The 15-member Security Council in a resolution approved "all necessary measures" to impose a no-fly zone, protect civilian areas and pressure the Libyan leader into accepting a ceasefire.
The UN vote passed 10-0 with five abstentions - permanent members China and Russia which did not wield their veto power - plus Germany, Brazil and India.
No German troops will take part in any military intervention in Libya as there are "considerable risks and dangers", Foreign Minister Guido Westerwelle said afterwards.
"We remain eminently sceptical on the option of military intervention... anticipated in this resolution. We see in it considerable risks and dangers. That is why we could not approve this part of the text," a statement said.
"German soldiers will not take part in a military intervention in Libya."
Diplomats indicated air strikes from a coalition led by Britain, France and the United States could be imminent, just hours after Gaddafi had threatened to send his troops against Benghazi.
Change of tactics around Benghazi
Gaddafi later changed tack as "a humanitarian gesture" and decided to hold off on plans to mercilessly crush all resistance, CNN reported.
"I just took a phone call from one of Gaddafi’s sons, Seif (al-Islam). This is the message from the leadership," the CNN correspondent in Tripoli said.
"He said they're going to change the tactics around Benghazi, that the army is not going to go into Benghazi. It's going to take up positions around the stronghold.
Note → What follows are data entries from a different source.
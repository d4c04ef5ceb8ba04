//! Breakpoint bookkeeping.
//!
//! The remote session patches target memory; this module only tracks ids,
//! states, hit counts and the original instruction byte each software
//! breakpoint replaced. Breakpoints are keyed by address: one address holds
//! at most one breakpoint.

pub mod locator;

use std::collections::{BTreeMap, HashMap};
use std::time::SystemTime;

pub use locator::{BreakpointDiagnostic, BreakpointLocator, BreakpointResolution, DiagnosticSeverity};

use crate::types::Address;

/// x86 `int3`.
pub const TRAP_INSTRUCTION: u8 = 0xCC;

/// Unique identifier for a breakpoint managed by the session.
#[derive(Debug, Clone, Copy, PartialEq, Eq, PartialOrd, Ord, Hash)]
pub struct BreakpointId(u64);

impl BreakpointId
{
    /// Create a new identifier from a raw value.
    #[must_use]
    pub const fn from_raw(value: u64) -> Self
    {
        Self(value)
    }

    /// Get the raw numeric representation (useful for logging / errors).
    #[must_use]
    pub const fn raw(self) -> u64
    {
        self.0
    }
}

/// Who owns a breakpoint.
#[derive(Debug, Clone, Copy, PartialEq, Eq, Hash)]
pub enum BreakpointKind
{
    /// Set by the user; stays until cleared.
    User,
    /// Set for one stepping operation; removed on the next stop.
    Temporary,
}

/// Whether the trap is in memory.
#[derive(Debug, Clone, Copy, PartialEq, Eq)]
pub enum BreakpointState
{
    /// `int3` written at the address.
    Armed,
    /// Original byte restored, for example while stepping over it.
    Suspended,
}

/// Public information about a breakpoint.
#[derive(Debug, Clone, PartialEq, Eq)]
pub struct BreakpointInfo
{
    pub id: BreakpointId,
    pub address: Address,
    pub kind: BreakpointKind,
    pub state: BreakpointState,
    /// Number of times the target stopped on it.
    pub hit_count: u64,
    /// Instruction byte the trap replaced.
    pub original_byte: u8,
    pub requested_at: SystemTime,
}

impl BreakpointInfo
{
    #[must_use]
    pub fn is_armed(&self) -> bool
    {
        self.state == BreakpointState::Armed
    }

    #[must_use]
    pub fn is_temporary(&self) -> bool
    {
        self.kind == BreakpointKind::Temporary
    }
}

/// Breakpoint store (the session keeps it behind its state mutex).
#[derive(Debug, Default)]
pub struct BreakpointStore
{
    next_id: u64,
    by_id: BTreeMap<BreakpointId, BreakpointInfo>,
    by_address: HashMap<Address, BreakpointId>,
}

impl BreakpointStore
{
    /// Create a new empty breakpoint store.
    #[must_use]
    pub fn new() -> Self
    {
        Self::default()
    }

    fn allocate_id(&mut self) -> BreakpointId
    {
        self.next_id = self.next_id.wrapping_add(1);
        BreakpointId::from_raw(self.next_id)
    }

    /// Track a newly armed breakpoint.
    ///
    /// If one already exists at `address` its id is returned and nothing
    /// else changes, except that a user request promotes a temporary
    /// breakpoint to a user one so the next stop does not remove it.
    pub fn insert(&mut self, address: Address, kind: BreakpointKind, original_byte: u8) -> BreakpointId
    {
        if let Some(&id) = self.by_address.get(&address) {
            if let Some(info) = self.by_id.get_mut(&id) {
                if kind == BreakpointKind::User {
                    info.kind = BreakpointKind::User;
                }
            }
            return id;
        }

        let id = self.allocate_id();
        self.by_id.insert(
            id,
            BreakpointInfo {
                id,
                address,
                kind,
                state: BreakpointState::Armed,
                hit_count: 0,
                original_byte,
                requested_at: SystemTime::now(),
            },
        );
        self.by_address.insert(address, id);
        id
    }

    #[must_use]
    pub fn get(&self, id: BreakpointId) -> Option<&BreakpointInfo>
    {
        self.by_id.get(&id)
    }

    /// Breakpoint at `address`, if any.
    #[must_use]
    pub fn at(&self, address: Address) -> Option<&BreakpointInfo>
    {
        self.by_address.get(&address).and_then(|id| self.by_id.get(id))
    }

    /// Whether an armed trap sits at `address`.
    #[must_use]
    pub fn is_armed_at(&self, address: Address) -> bool
    {
        self.at(address).is_some_and(BreakpointInfo::is_armed)
    }

    /// Change the state of the breakpoint at `address`.
    pub fn set_state(&mut self, address: Address, state: BreakpointState) -> Option<&BreakpointInfo>
    {
        let id = *self.by_address.get(&address)?;
        let info = self.by_id.get_mut(&id)?;
        info.state = state;
        Some(info)
    }

    /// Replace the byte restored when the breakpoint at `address` is lifted.
    pub fn set_original_byte(&mut self, address: Address, original_byte: u8) -> Option<&BreakpointInfo>
    {
        let id = *self.by_address.get(&address)?;
        let info = self.by_id.get_mut(&id)?;
        info.original_byte = original_byte;
        Some(info)
    }

    /// Remove a breakpoint from the store, returning it if it was present.
    pub fn remove(&mut self, id: BreakpointId) -> Option<BreakpointInfo>
    {
        let info = self.by_id.remove(&id)?;
        self.by_address.remove(&info.address);
        Some(info)
    }

    /// Remove the breakpoint at `address`.
    pub fn remove_at(&mut self, address: Address) -> Option<BreakpointInfo>
    {
        let id = *self.by_address.get(&address)?;
        self.remove(id)
    }

    /// Every breakpoint in id order.
    #[must_use]
    pub fn list(&self) -> Vec<BreakpointInfo>
    {
        self.by_id.values().cloned().collect()
    }

    /// Addresses of all temporary breakpoints.
    #[must_use]
    pub fn temporaries(&self) -> Vec<Address>
    {
        self.by_id
            .values()
            .filter(|info| info.is_temporary())
            .map(|info| info.address)
            .collect()
    }

    /// Record that the target stopped on the trap at `address`. Only armed
    /// breakpoints count.
    pub fn record_hit(&mut self, address: Address) -> Option<BreakpointInfo>
    {
        let id = *self.by_address.get(&address)?;
        let info = self.by_id.get_mut(&id)?;
        if !info.is_armed() {
            return None;
        }
        info.hit_count = info.hit_count.saturating_add(1);
        Some(info.clone())
    }

    /// Remove everything, returning what was tracked.
    pub fn drain(&mut self) -> Vec<BreakpointInfo>
    {
        self.by_address.clear();
        std::mem::take(&mut self.by_id).into_values().collect()
    }

    #[must_use]
    pub fn len(&self) -> usize
    {
        self.by_id.len()
    }

    #[must_use]
    pub fn is_empty(&self) -> bool
    {
        self.by_id.is_empty()
    }
}

#[cfg(test)]
mod tests
{
    use super::*;

    #[test]
    fn test_insert_is_idempotent_per_address()
    {
        let mut store = BreakpointStore::new();
        let first = store.insert(Address::new(0x1000), BreakpointKind::User, 0x55);
        let second = store.insert(Address::new(0x1000), BreakpointKind::User, 0xCC);
        assert_eq!(first, second);
        assert_eq!(store.len(), 1);
        assert_eq!(store.at(Address::new(0x1000)).unwrap().original_byte, 0x55);
    }

    #[test]
    fn test_user_request_promotes_temporary()
    {
        let mut store = BreakpointStore::new();
        store.insert(Address::new(0x2000), BreakpointKind::Temporary, 0x90);
        assert_eq!(store.temporaries(), vec![Address::new(0x2000)]);
        store.insert(Address::new(0x2000), BreakpointKind::User, 0x90);
        assert!(store.temporaries().is_empty());
    }

    #[test]
    fn test_hits_only_count_when_armed()
    {
        let mut store = BreakpointStore::new();
        store.insert(Address::new(0x3000), BreakpointKind::User, 0x90);
        assert_eq!(store.record_hit(Address::new(0x3000)).unwrap().hit_count, 1);
        store.set_state(Address::new(0x3000), BreakpointState::Suspended);
        assert!(store.record_hit(Address::new(0x3000)).is_none());
        assert!(store.record_hit(Address::new(0x3001)).is_none());
    }

    #[test]
    fn test_remove_and_drain()
    {
        let mut store = BreakpointStore::new();
        let id = store.insert(Address::new(0x10), BreakpointKind::User, 1);
        store.insert(Address::new(0x20), BreakpointKind::Temporary, 2);
        assert_eq!(store.remove(id).unwrap().address, Address::new(0x10));
        assert!(store.at(Address::new(0x10)).is_none());
        assert_eq!(store.drain().len(), 1);
        assert!(store.is_empty());
    }
}
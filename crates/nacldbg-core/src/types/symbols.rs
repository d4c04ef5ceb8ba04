//! Symbol and source position types returned by the resolver.
//!
//! None of these are stored in the symbol database; they are computed on
//! demand from debug information entries.

use std::fmt;
use std::path::{Path, PathBuf};

use super::Address;
use crate::symbols::EntryKey;

/// A source position with a DWARF (1-based) line number.
#[derive(Debug, Clone, PartialEq, Eq)]
pub struct SourcePosition
{
    /// Current absolute path of the file (see `SourceFile::current_path`)
    pub path: PathBuf,
    /// 1-based line
    pub line: u32,
    /// Column, 0 when unknown
    pub column: u32,
}

impl SourcePosition
{
    /// Whether both positions name the same line of the same file.
    ///
    /// Columns are ignored; stepping treats a line as the unit of progress.
    #[must_use]
    pub fn same_line(&self, other: &Self) -> bool
    {
        self.line == other.line && self.path == other.path
    }

    /// File component of the path, for display.
    #[must_use]
    pub fn file_name(&self) -> &str
    {
        self.path
            .file_name()
            .and_then(|name| name.to_str())
            .unwrap_or_default()
    }

    /// Path accessor.
    #[must_use]
    pub fn path(&self) -> &Path
    {
        &self.path
    }
}

impl fmt::Display for SourcePosition
{
    fn fmt(&self, f: &mut fmt::Formatter<'_>) -> fmt::Result
    {
        write!(f, "{}:{}", self.path.display(), self.line)
    }
}

/// The function that contains an address.
#[derive(Debug, Clone, PartialEq, Eq)]
pub struct Function
{
    /// Entry of the `DW_TAG_subprogram`, `None` for the unknown function
    pub key: Option<EntryKey>,
    /// Display name
    pub name: String,
    /// Absolute `[low, high)` range when the subprogram has one
    pub range: Option<(Address, Address)>,
}

impl Function
{
    /// Name used when no subprogram covers an address.
    pub const UNKNOWN_NAME: &'static str = "<unknown function>";

    /// Sentinel for addresses outside every function.
    #[must_use]
    pub fn unknown() -> Self
    {
        Self {
            key: None,
            name: Self::UNKNOWN_NAME.to_string(),
            range: None,
        }
    }

    /// Whether this is the sentinel.
    #[must_use]
    pub const fn is_unknown(&self) -> bool
    {
        self.key.is_none()
    }

    /// Whether `address` lies in the function's range.
    #[must_use]
    pub fn contains(&self, address: Address) -> bool
    {
        self.range.is_some_and(|(low, high)| address >= low && address < high)
    }
}

impl fmt::Display for Function
{
    fn fmt(&self, f: &mut fmt::Formatter<'_>) -> fmt::Result
    {
        write!(f, "{}", self.name)
    }
}

/// Coarse classification of a resolved type chain.
#[derive(Debug, Clone, Copy, PartialEq, Eq, Default)]
pub enum TypeKind
{
    Pointer,
    Bool,
    Char,
    Int,
    UInt,
    Float,
    Struct,
    #[default]
    Unknown,
}

/// A type chain flattened into a display name, a kind and a size.
#[derive(Debug, Clone, PartialEq, Eq)]
pub struct SymbolType
{
    /// First type entry referenced by the symbol, `None` when unresolved
    pub key: Option<EntryKey>,
    /// Display name such as `char const *`
    pub name: String,
    /// Byte size of the outermost sized component (`char *` is 8)
    pub size: u64,
    /// Kind decided by the outermost classifying component
    pub kind: TypeKind,
}

impl SymbolType
{
    /// The explicit unresolved result.
    #[must_use]
    pub fn unknown() -> Self
    {
        Self {
            key: None,
            name: "unknown".to_string(),
            size: 0,
            kind: TypeKind::Unknown,
        }
    }

    /// Whether the type chain resolved.
    #[must_use]
    pub fn is_known(&self) -> bool
    {
        self.key.is_some() && self.kind != TypeKind::Unknown
    }

    /// Render raw little-endian target bytes as a value of this type.
    ///
    /// Returns `None` when the kind is unknown, when fewer than `size` bytes
    /// were supplied, or when the size does not fit the kind.
    ///
    /// ```rust
    /// use nacldbg_core::types::{SymbolType, TypeKind};
    ///
    /// let int = SymbolType { key: None, name: "int".into(), size: 4, kind: TypeKind::Int };
    /// assert_eq!(int.format_value(&(-3i32).to_le_bytes()).as_deref(), Some("-3"));
    /// ```
    #[must_use]
    pub fn format_value(&self, bytes: &[u8]) -> Option<String>
    {
        let size = usize::try_from(self.size).ok()?;
        if self.kind == TypeKind::Unknown || bytes.len() < size {
            return None;
        }
        let bytes = &bytes[..size];

        match self.kind {
            TypeKind::Struct => Some(format!("{{{}}}", self.name)),
            TypeKind::Char => bytes.first().map(|byte| byte.to_string()),
            TypeKind::Bool => Some(if bytes.iter().any(|&byte| byte != 0) { "true" } else { "false" }.to_string()),
            TypeKind::Pointer => unsigned(bytes).map(|value| format!("0x{value:x}")),
            TypeKind::UInt => unsigned(bytes).map(|value| value.to_string()),
            TypeKind::Int => signed(bytes).map(|value| value.to_string()),
            TypeKind::Float => match size {
                4 => Some(f32::from_le_bytes(bytes.try_into().ok()?).to_string()),
                8 => Some(f64::from_le_bytes(bytes.try_into().ok()?).to_string()),
                _ => None,
            },
            TypeKind::Unknown => None,
        }
    }
}

impl fmt::Display for SymbolType
{
    fn fmt(&self, f: &mut fmt::Formatter<'_>) -> fmt::Result
    {
        write!(f, "{}", self.name)
    }
}

fn unsigned(bytes: &[u8]) -> Option<u64>
{
    match bytes.len() {
        1 | 2 | 4 | 8 => {
            let mut buffer = [0u8; 8];
            buffer[..bytes.len()].copy_from_slice(bytes);
            Some(u64::from_le_bytes(buffer))
        }
        _ => None,
    }
}

fn signed(bytes: &[u8]) -> Option<i64>
{
    let value = unsigned(bytes)?;
    let shift = 64 - bytes.len() * 8;
    Some(((value << shift) as i64) >> shift)
}

/// Where a variable lives at the current PC.
#[derive(Debug, Clone, PartialEq, Eq)]
pub enum SymbolLocation
{
    /// In target memory at this absolute address
    Memory(Address),
    /// In a register; reading register-resident variables is not supported
    Register(u16),
    /// Optimised into a constant (`DW_OP_stack_value`)
    Value(u64),
    /// Not computable here (no loclist entry for the PC, missing frame base, ...)
    Unavailable(String),
}

impl SymbolLocation
{
    /// Address when the variable is in memory.
    #[must_use]
    pub const fn address(&self) -> Option<Address>
    {
        match self {
            Self::Memory(address) => Some(*address),
            _ => None,
        }
    }
}

/// A named variable or parameter visible at some PC.
#[derive(Debug, Clone, PartialEq, Eq)]
pub struct Symbol
{
    /// Entry of the variable
    pub key: EntryKey,
    /// Source name
    pub name: String,
    /// Location at the PC the symbol was collected for
    pub location: SymbolLocation,
    /// Resolved type
    pub symbol_type: SymbolType,
}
The reason is they expect a humanitarian exodus."
Libya, despite condemning the resolution as a threat to its unity, said it was ready for a ceasefire but wanted to discuss terms of its implementation, Deputy Foreign Minister Khaled Kaaim told reporters.
He indicated Libya would "react positively to the UN resolution, and we will prove this willingness while guaranteeing protection to civilians".
US President Barack Obama called French President Nicolas Sarkozy and Britain's Prime Minister David Cameron on Thursday to co-ordinate Libya strategy.
"The leaders agreed that Libya must immediately comply with all terms of the resolution and that violence against the civilian population of Libya must cease," the White House said in a statement.
The European Union welcomed the UN resolution and the head of the European Parliament, Poland's Jerzy Buzek, said "there was no time to waste" to enforce it.
Canadian media also reported plans to send six warplanes to help enforce the no-fly zone.
In Rome, Italian Prime Minister Silvio Berlusconi met defence officials to discuss the UN decision, ANSA news agency said. It also quoted Kaaim in Tripoli as saying: "Let's hope Italy keeps out of this initiative."
Italy - Libya's former colonial ruler - has been diplomatically cautious so far but has voted in favour of sanctions against Gaddafi’s regime.
In Benghazi in the east, Libya's second city and stronghold of the month-long rebellion against Gaddafi’s iron-fisted four-decade rule, celebratory gunfire rang out moments after the UN vote.
Preachers in mosques in the Mediterranean city used loudspeakers to shout "God is greatest, God is greatest".
Tracer bullets streaked across the night sky and anti-aircraft fire punctuated the sound of car horns.
Gaddafi, in a televised address, had warned just hours before the vote that his forces would attack Benghazi on Thursday night and show "no mercy".